Segment Start: INFORMATION SUPPLIED

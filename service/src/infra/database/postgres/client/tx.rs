//! [`Tx`] client definitions.

use std::sync::Arc;

use tokio::sync::{RwLock, RwLockReadGuard};
use tokio_postgres::{types::ToSql, Row, ToStatement};
use tracerr::Traced;

use crate::infra::database::{
    self,
    postgres::{self, connection, Connection},
};

use super::NonTx;

/// Transactional Postgres database client.
#[derive(Clone, Debug)]
pub struct Tx {
    /// [`connection::Pool`] to retrieve the [`Connection`] from.
    pool: connection::Pool,

    /// Inner representation of this client.
    inner: Arc<Inner>,
}

/// Inner representation of the [`Tx`] client.
#[derive(Debug)]
pub struct Inner {
    /// [`NonTx`] client to initialize the [`connection::Tx`] from, if any.
    non_tx: RwLock<Option<NonTx>>,

    /// Lazily initialized [`connection::Tx`].
    tx: Arc<RwLock<Option<connection::Tx>>>,
}

impl Tx {
    /// Creates a new [`Tx`] client from the provided [`NonTx`] client.
    #[must_use]
    pub fn from_non_tx(client: NonTx) -> Self {
        Self {
            pool: client.pool.clone(),
            inner: Arc::new(Inner {
                non_tx: RwLock::new(Some(client)),
                tx: Arc::new(RwLock::new(None)),
            }),
        }
    }

    /// Returns underlying [`Connection`] of this [`Tx`] client.
    async fn connection(
        &self,
    ) -> Result<RwLockReadGuard<'_, connection::Tx>, Traced<database::Error>>
    {
        let connection = self.inner.tx.read().await;
        let guard = if connection.is_none() {
            drop(connection);

            let mut connection = self.inner.tx.write().await;
            if connection.is_none() {
                let mut existing = None;
                if self.inner.non_tx.read().await.is_some() {
                    if let Some(cl) = self.inner.non_tx.write().await.take() {
                        if let Some(conn) = cl.take_connection().await {
                            existing = Some(conn);
                        }
                    }
                }

                let conn = if let Some(c) = existing {
                    c
                } else {
                    self.pool
                        .get()
                        .await
                        .map_err(tracerr::from_and_wrap!(=> postgres::Error))
                        .map_err(tracerr::map_from)?
                };

                *connection = Some(
                    connection::Tx::from_non_tx(conn)
                        .await
                        .map_err(tracerr::wrap!())?,
                );
            }

            connection.downgrade()
        } else {
            connection
        };

        Ok(RwLockReadGuard::map(guard, |conn| {
            conn.as_ref()
                .expect("connection cannot be dropped while guard is alive")
        }))
    }

    /// Takes the underlying [`Connection`] from this [`Tx`] client.
    ///
    /// Next time this [`Tx`] client is used, it will initialize a new
    /// [`Connection`].
    async fn take_connection(&self) -> Option<connection::Tx> {
        self.inner.tx.write().await.take()
    }

    /// Commits this [`Tx`] client.
    ///
    /// # Errors
    ///
    /// If failed to commit transaction of this [`Tx`] client.
    pub async fn commit(&self) -> Result<(), Traced<database::Error>> {
        if let Some(tx) = self.take_connection().await {
            tx.commit().await.map_err(tracerr::wrap!())
        } else {
            // No transaction to commit, so nothing to do.
            Ok(())
        }
    }
}

impl Connection for Tx {
    async fn query<T>(
        &self,
        stmt: &T,
        params: &[&(dyn ToSql + Sync)],
    ) -> Result<Vec<Row>, Traced<database::Error>>
    where
        T: ToStatement + ?Sized,
    {
        self.connection()
            .await
            .map_err(tracerr::wrap!())?
            .query(stmt, params)
            .await
            .map_err(tracerr::wrap!())
    }

    async fn query_opt<T>(
        &self,
        stmt: &T,
        params: &[&(dyn ToSql + Sync)],
    ) -> Result<Option<Row>, Traced<database::Error>>
    where
        T: ToStatement + ?Sized,
    {
        self.connection()
            .await
            .map_err(tracerr::wrap!())?
            .query_opt(stmt, params)
            .await
            .map_err(tracerr::wrap!())
    }

    async fn exec<T>(
        &self,
        stmt: &T,
        params: &[&(dyn ToSql + Sync)],
    ) -> Result<u64, Traced<database::Error>>
    where
        T: ToStatement + ?Sized,
    {
        self.connection()
            .await
            .map_err(tracerr::wrap!())?
            .exec(stmt, params)
            .await
            .map_err(tracerr::wrap!())
    }
}
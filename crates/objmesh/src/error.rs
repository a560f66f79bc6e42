//! Error taxonomy for OBJ and MTL loading.

use std::{io, path::PathBuf};

use thiserror::Error;

#[derive(Debug, Error)]
pub enum ObjError {
    #[error("failed to open {}: {source}", path.display())]
    Open {
        path: PathBuf,
        #[source]
        source: io::Error,
    },
    #[error("failed to read line {line}: {source}")]
    Read {
        line: usize,
        #[source]
        source: io::Error,
    },
    #[error("line {line}: invalid {what} '{text}'")]
    InvalidNumber {
        line: usize,
        what: &'static str,
        text: String,
    },
    #[error("line {line}: missing {what}")]
    MissingField { line: usize, what: &'static str },
    #[error("line {line}: malformed face vertex '{text}'")]
    MalformedCorner { line: usize, text: String },
    #[error("line {line}: face has {count} vertices, only triangles and quads are supported")]
    UnsupportedFace { line: usize, count: usize },
    #[error("line {line}: OBJ indices are 1-based; found 0")]
    ZeroIndex { line: usize },
    #[error("line {line}: {attribute} index {index} out of range ({len} defined)")]
    IndexOutOfRange {
        line: usize,
        attribute: &'static str,
        index: i64,
        len: usize,
    },
    #[error("mesh has more than {} face corners", u32::MAX)]
    TooManyCorners,
    #[error("line {line}: newmtl issued without a material name")]
    MissingMaterialName { line: usize },
}

pub type ObjResult<T> = Result<T, ObjError>;
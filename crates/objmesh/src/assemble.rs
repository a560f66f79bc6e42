//! Unindexed vertex assembly: one resolved vertex per face corner.

use rayon::prelude::*;

use crate::mesh::{MeshVertex, RawMesh, SplitMesh};

/// Expand every corner into its own vertex, in corner order.
pub fn assemble_split(mut raw: RawMesh, parallel_min_len: usize) -> SplitMesh {
    let vertices = resolve_corners(&raw, parallel_min_len);
    let (groups, material_libraries) = raw.take_metadata();
    SplitMesh {
        vertices,
        groups,
        material_libraries,
    }
}

pub(crate) fn resolve_corners(raw: &RawMesh, parallel_min_len: usize) -> Vec<MeshVertex> {
    raw.corners()
        .par_iter()
        .with_min_len(parallel_min_len.max(1))
        .map(|&corner| raw.resolve(corner))
        .collect()
}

Segment End: INFORMATION SUPPLIED

### WHAT YOU HAVE TO DO
Could you copy each line of the material that holds "text"?

### WRITTEN RESPONSE
    #[error("line {line}: invalid {what} '{text}'")]
        text: String,
    #[error("line {line}: malformed face vertex '{text}'")]
    MalformedCorner { line: usize, text: String },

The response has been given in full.